Climber Mode is a unique and powerful feature that detects and displays climbing status without a pre-planned route. Wahoo units require a pre-loaded route to get this but all you have to do with the Karoo 2 is to download the local map file. I loaded the Utah maps from home on my fast wifi connection, but I neglected to download the Washington State map ahead of time this summer and didn’t enjoy Climber Mode on my first ride along the coast. The lesson here is to make sure and download the necessary maps when you’re on a known wifi network. As you can imagine, hotel networks can be challenging with the Karoo 2 due to their multi-step connection flow. I had to tether my phone to the Karoo 2 and just patiently wait for the maps to download with one measly bar of service.
Easy data analysis on a 3000 ft. ascent.
You can adjust the Climber Mode to be more or less sensitive. Displaying it for all climbs can be a little obtrusive, so play around with those settings and see what works best on your typical rides. I appreciate the real-time view and have found it valuable enough to keep it on — even though it doesn’t read my mind and detect the actual route I’m climbing. When it does, it’s highly-valuable. When it doesn’t, I know the route it’s displaying well enough to calculate the remaining vert based on my known exit point.
At this point, I’m going to leave all the various settings, configurations and options to you to discover and determine their value. Like any electronic device, we use a fraction of its capability. Dig in, play around with it and search the exhaustive Hammerhead Help system for more details. In the end, I think you’ll find just what you need.

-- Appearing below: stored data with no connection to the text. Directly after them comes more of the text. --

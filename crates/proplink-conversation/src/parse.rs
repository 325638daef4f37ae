// SPDX-FileCopyrightText: 2026 Proplink Contributors
// SPDX-License-Identifier: MIT OR Apache-2.0

//! Input parsing: phone canonicalization, email and OTP validation,
//! property-code extraction, and the small fixed keyword vocabularies the
//! handlers match against.

/// Canonicalize a sender phone number to international digits-only form.
///
/// A leading national trunk `0` is rewritten to the country code, a leading
/// `+` is stripped, and a short local form is prefixed with the country code.
pub fn normalize_phone(raw: &str, country_code: &str) -> String {
    let digits: String = raw.chars().filter(|c| c.is_ascii_digit()).collect();
    if let Some(rest) = digits.strip_prefix('0') {
        return format!("{country_code}{rest}");
    }
    if digits.starts_with(country_code) {
        return digits;
    }
    format!("{country_code}{digits}")
}

/// Minimal email shape check: one `@`, a non-empty local part, and a dot in
/// the domain.
pub fn is_email(s: &str) -> bool {
    let s = s.trim();
    if s.contains(char::is_whitespace) {
        return false;
    }
    let Some((local, domain)) = s.split_once('@') else {
        return false;
    };
    !local.is_empty() && domain.contains('.') && !domain.starts_with('.') && !domain.ends_with('.')
}

/// Exactly 6 ASCII digits.
pub fn is_otp_code(s: &str) -> bool {
    let s = s.trim();
    s.len() == 6 && s.chars().all(|c| c.is_ascii_digit())
}

/// Find a `PROP-` prefixed property code token in free text, upper-cased.
pub fn extract_property_code(text: &str) -> Option<String> {
    text.split_whitespace()
        .map(|token| token.trim_matches(|c: char| !c.is_ascii_alphanumeric() && c != '-'))
        .find(|token| {
            let upper = token.to_uppercase();
            upper.starts_with("PROP-")
                && upper.len() > 5
                && upper[5..].chars().all(|c| c.is_ascii_alphanumeric())
        })
        .map(|token| token.to_uppercase())
}

/// The text with any property-code token removed, for use as a description.
pub fn strip_property_code(text: &str) -> String {
    let mut out: Vec<&str> = Vec::new();
    for token in text.split_whitespace() {
        let trimmed = token.trim_matches(|c: char| !c.is_ascii_alphanumeric() && c != '-');
        if trimmed.to_uppercase().starts_with("PROP-") {
            continue;
        }
        out.push(token);
    }
    out.join(" ")
}

const REPORT_KEYWORDS: &[&str] = &[
    "leak", "burst", "broken", "break", "not working", "stopped working", "repair", "fix",
    "damage", "damaged", "water", "electric", "geyser", "toilet", "drain", "window", "door",
    "stove", "heater", "fault", "faulty", "issue", "problem", "mould", "mold", "pest",
];

/// Heuristic: does this free-text message read like an incident report?
pub fn looks_like_incident_report(text: &str) -> bool {
    if extract_property_code(text).is_some() {
        return true;
    }
    if text.trim().len() < 10 {
        return false;
    }
    let lower = text.to_lowercase();
    REPORT_KEYWORDS.iter().any(|kw| lower.contains(kw))
}

const AFFIRMATIVES: &[&str] = &["yes", "y", "yep", "confirm", "ok", "1"];
const NEGATIVES: &[&str] = &["no", "n", "nope", "cancel", "0"];
const RESOLUTION_KEYWORDS: &[&str] = &["resolved", "fixed", "done", "yes", "close", "closed"];
const UPDATE_KEYWORDS: &[&str] = &["update", "no", "not resolved", "still", "more"];
const SKIP_PHOTOS: &[&str] = &["skip", "no", "none", "done"];

fn normalized(text: &str) -> String {
    text.trim().trim_end_matches(['.', '!']).to_lowercase()
}

pub fn is_affirmative(text: &str) -> bool {
    AFFIRMATIVES.contains(&normalized(text).as_str())
}

pub fn is_negative(text: &str) -> bool {
    NEGATIVES.contains(&normalized(text).as_str())
}

pub fn is_help(text: &str) -> bool {
    normalized(text) == "help"
}

pub fn is_cancel(text: &str) -> bool {
    normalized(text) == "cancel"
}

/// "This is sorted" vocabulary used to close an incident.
pub fn is_resolution(text: &str) -> bool {
    let t = normalized(text);
    RESOLUTION_KEYWORDS.iter().any(|kw| t == *kw)
}

/// "Keep it open, here is more" vocabulary. A keyword only counts when it is
/// the whole message or a leading word, so "nothing" does not match "no".
pub fn is_update(text: &str) -> bool {
    let t = normalized(text);
    UPDATE_KEYWORDS.iter().any(|kw| {
        t == *kw
            || t.strip_prefix(*kw)
                .is_some_and(|rest| rest.starts_with(|c: char| !c.is_alphanumeric()))
    })
}

pub fn is_skip_photos(text: &str) -> bool {
    SKIP_PHOTOS.contains(&normalized(text).as_str())
}

/// Explicit "this is a different problem" phrase inside an active incident.
pub fn is_new_issue_phrase(text: &str) -> bool {
    let t = normalized(text);
    t == "new issue" || t == "new problem" || t == "new" || t.starts_with("new issue")
}

/// Parse a 1-based numeric selection against a list of `count` options.
pub fn parse_selection(text: &str, count: usize) -> Option<usize> {
    let n: usize = text.trim().parse().ok()?;
    if n >= 1 && n <= count { Some(n - 1) } else { None }
}

#[cfg(test)]
mod tests {
    use super::*;

    #[test]
    fn phone_forms_of_same_subscriber_normalize_identically() {
        let forms = ["0821234567", "+27821234567", "27821234567", "821234567"];
        for form in forms {
            assert_eq!(normalize_phone(form, "27"), "27821234567", "input {form}");
        }
    }

    #[test]
    fn phone_normalization_strips_punctuation() {
        assert_eq!(normalize_phone("082-123-4567", "27"), "27821234567");
        assert_eq!(normalize_phone("+27 82 123 4567", "27"), "27821234567");
    }

    #[test]
    fn otp_code_is_exactly_six_ascii_digits() {
        assert!(is_otp_code("123456"));
        assert!(is_otp_code(" 123456 "));
        assert!(!is_otp_code("12345"));
        assert!(!is_otp_code("1234567"));
        assert!(!is_otp_code("12345a"));
        assert!(!is_otp_code("12 456"));
    }

    #[test]
    fn email_requires_at_and_dotted_domain() {
        assert!(is_email("sam@example.com"));
        assert!(is_email("a.b@mail.co.za"));
        assert!(!is_email("sam-example.com"));
        assert!(!is_email("sam@localhost"));
        assert!(!is_email("@example.com"));
        assert!(!is_email("sam@ example.com"));
    }

    #[test]
    fn property_code_extraction_finds_embedded_token() {
        assert_eq!(
            extract_property_code("PROP-ABC123 the tap is leaking"),
            Some("PROP-ABC123".to_string())
        );
        assert_eq!(
            extract_property_code("my code is prop-xy9, water everywhere"),
            Some("PROP-XY9".to_string())
        );
        assert_eq!(extract_property_code("no code here"), None);
        assert_eq!(extract_property_code("PROP-"), None);
    }

    #[test]
    fn strip_property_code_leaves_description() {
        assert_eq!(
            strip_property_code("PROP-ABC123 the tap is leaking in the kitchen"),
            "the tap is leaking in the kitchen"
        );
    }

    #[test]
    fn report_heuristic() {
        assert!(looks_like_incident_report("the geyser burst in the ceiling"));
        assert!(looks_like_incident_report("PROP-A1 hi"));
        assert!(!looks_like_incident_report("hi"));
        assert!(!looks_like_incident_report("good morning to you"));
    }

    #[test]
    fn yes_no_vocabularies_are_fixed() {
        for yes in ["yes", "Y", "yep", "confirm", "OK", "1", "yes."] {
            assert!(is_affirmative(yes), "{yes}");
        }
        for no in ["no", "N", "nope", "cancel", "0"] {
            assert!(is_negative(no), "{no}");
        }
        assert!(!is_affirmative("sure thing"));
        assert!(!is_negative("not really"));
    }

    #[test]
    fn resolution_and_update_keywords() {
        for word in ["resolved", "Fixed", "done", "close"] {
            assert!(is_resolution(word), "{word}");
        }
        for word in ["update", "no", "not resolved", "still leaking", "more info"] {
            assert!(is_update(word), "{word}");
        }
        assert!(!is_resolution("maybe"));
        assert!(!is_update("yes"));
        // Keywords must not match as bare prefixes of longer words.
        assert!(!is_update("nothing has changed"));
        assert!(!is_update("stillness"));
        assert!(!is_update("moreover it works now"));
    }

    #[test]
    fn numeric_selection_bounds() {
        assert_eq!(parse_selection("1", 3), Some(0));
        assert_eq!(parse_selection(" 3 ", 3), Some(2));
        assert_eq!(parse_selection("4", 3), None);
        assert_eq!(parse_selection("0", 3), None);
        assert_eq!(parse_selection("new", 3), None);
    }
}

The mounting system takes some getting used to.
Meh mounting system
Hammerhead is proud of their mounting system, but it is admittedly frustrating to use. It has gotten better with time, but getting it off requires a twist and a pull. That forceful motion did cause me to lose grip on it and drop it once on the pavement — ouch! I’ve since been extra careful removing it from the mount, but it’s still a frustrating experience compared to the competition. A quarter-turn insert is provided to drop it into any Garmin mount. My only other gripe has been the tiny USB-C port cover, which has gone away since September 2022, so that’s no longer an issue.
Myriad of data points available
Crisp and clear touchscreen
Climber Mode and Strava live segments are awesome
You can still navigate the Karoo with tactile buttons
Reliable Android OS under-the-hood
Reliably pairs up with anything and everything
Duration, battery and time of day are always present in the system title bar (thank you!)
Mounting system can be frustrating to use
Hotel wifi can be problematic with the Karoo 2
Can suffer from data overload and complexity
Shimano doesn’t want to play nice anymore
The Bottom Line: Hammerhead Karoo 2
No other cycling computer packs more onto your handlebars than the Hammerhead Karoo 2. With the ability to connect to just about any device and display actionable data on a large touchscreen, the Karoo 2 sets a high bar. Live Strava segments and Climber Mode are both awesome experiences. If you value cycling data crunching with your heart rate monitor, power meter and more, this is your jam.